One huge study just recently appeared in The Lancet, analyzing data from over 135, 000 participants in 18 countries. The researchers wanted to see how macronutrient intake might affect heart health and overall mortality: Are there significant differences between those who eat high-carb, low-fat and those who do just the opposite?
High carbohydrate intake was associated with higher risk of total mortality, whereas total fat and individual types of fat were related to lower total mortality. Total fat and types of fat were not associated with cardiovascular disease, myocardial infarction, or cardiovascular disease mortality, whereas saturated fat had an inverse association with stroke. Global dietary guidelines should be reconsidered in light of these findings.
And it’s not just epidemiological studies that suggest fat’s virtues in relation to carbs. Several recent animal studies have suggested that a high fat, specifically ketogenic, diet may increase longevity, improve memory, and reduce inflammation in the brain.

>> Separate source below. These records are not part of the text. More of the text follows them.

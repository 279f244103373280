//! Tests for error handling and CLI flags.

use crate::support::*;

#[test]
fn test_help() {
    let t = Test::new();

    let output = t.cmd().arg("--help").output().unwrap();
    assert_success(&output);
    let out = stdout(&output);
    assert!(out.contains("flare") || out.contains("Usage"));
}

#[test]
fn test_unknown_command_fails() {
    let t = Test::new();

    let output = t.cmd().arg("unknown-command").output().unwrap();
    assert_failure(&output);
}

#[test]
fn test_version_flag() {
    let t = Test::new();

    let output = t.cmd().arg("--version").output().unwrap();
    assert_success(&output);
    assert!(stdout(&output).contains("flare"));
}

#[test]
fn test_completions_bash_outputs_script() {
    let t = Test::new();

    let output = t.cmd().args(["completions", "bash"]).output().unwrap();
    assert_success(&output);
    let out = stdout(&output);
    assert!(out.contains("_flare") || out.contains("complete"));
}

#[test]
fn test_malformed_config_reported() {
    let t = Test::with_secrets(NOTIFIER_SECRETS);
    let config = t.write_file("flare.toml", "[secrets\n");

    let output = t
        .cmd()
        .arg("--config")
        .arg(&config)
        .args(["get", "NTFY_URL"])
        .output()
        .unwrap();
    assert_failure(&output);
    assert_stderr_contains(&output, "failed to parse config");
}

#[test]
fn test_missing_config_path_reported() {
    let t = Test::with_secrets(NOTIFIER_SECRETS);

    let output = t
        .cmd()
        .args(["--config", "nowhere.toml", "get", "NTFY_URL"])
        .output()
        .unwrap();
    assert_failure(&output);
    assert_stderr_contains(&output, "failed to read config");
}

#[cfg(target_os = "linux")]
#[test]
fn test_default_config_location_used() {
    let t = Test::new();
    let secrets = t.write_file("alt.b64", encode(r#"{"WHERE": "xdg"}"#));
    let dir = t.home.path().join(".config").join("flare");
    std::fs::create_dir_all(&dir).unwrap();
    std::fs::write(
        dir.join("config.toml"),
        format!("[secrets]\npath = \"{}\"\n", secrets.display()),
    )
    .unwrap();

    let output = t.get("WHERE");
    assert_success(&output);
    assert_eq!(stdout(&output).trim(), "xdg");
}

#[test]
fn test_empty_key_rejected() {
    use predicates::prelude::*;

    let t = Test::with_secrets(NOTIFIER_SECRETS);

    t.cmd()
        .args(["get", ""])
        .assert()
        .failure()
        .stderr(predicate::str::contains("secret key cannot be empty"));
}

Then there’s an especially fascinating report that came out not long ago in the Journal of Lipid Research. Those fats that folks have long accused of clogging the arteries? It turns out they may actually come from the activity of bacteria in your mouth.
For a very long time, doctors and researchers assumed that the lipids came from eating fatty, cholesterol-rich food. But the research hasn’t borne this out; some people who eat large amounts of the foods we thought were the sources of the fat, such as eggs, butter, fatty fish, and meat, don’t necessarily develop heart disease.
UConn researchers believe they may have solved part of the puzzle. Using careful chemical analysis of atheromas collected from patients by a colleague at Hartford Hospital, they found lipids with a chemical signature unlike those from animals at all. Instead, these strange lipids come from a specific family of bacteria [found in the mouth].
“The marked chemical differences between Bacteroidetes lipids and the human body’s native lipids,” the article continues, “may be the reason they cause disease, suggests Nichols.”
Interesting stuff – and perhaps another nail in the coffin of the diet-heart hypothesis.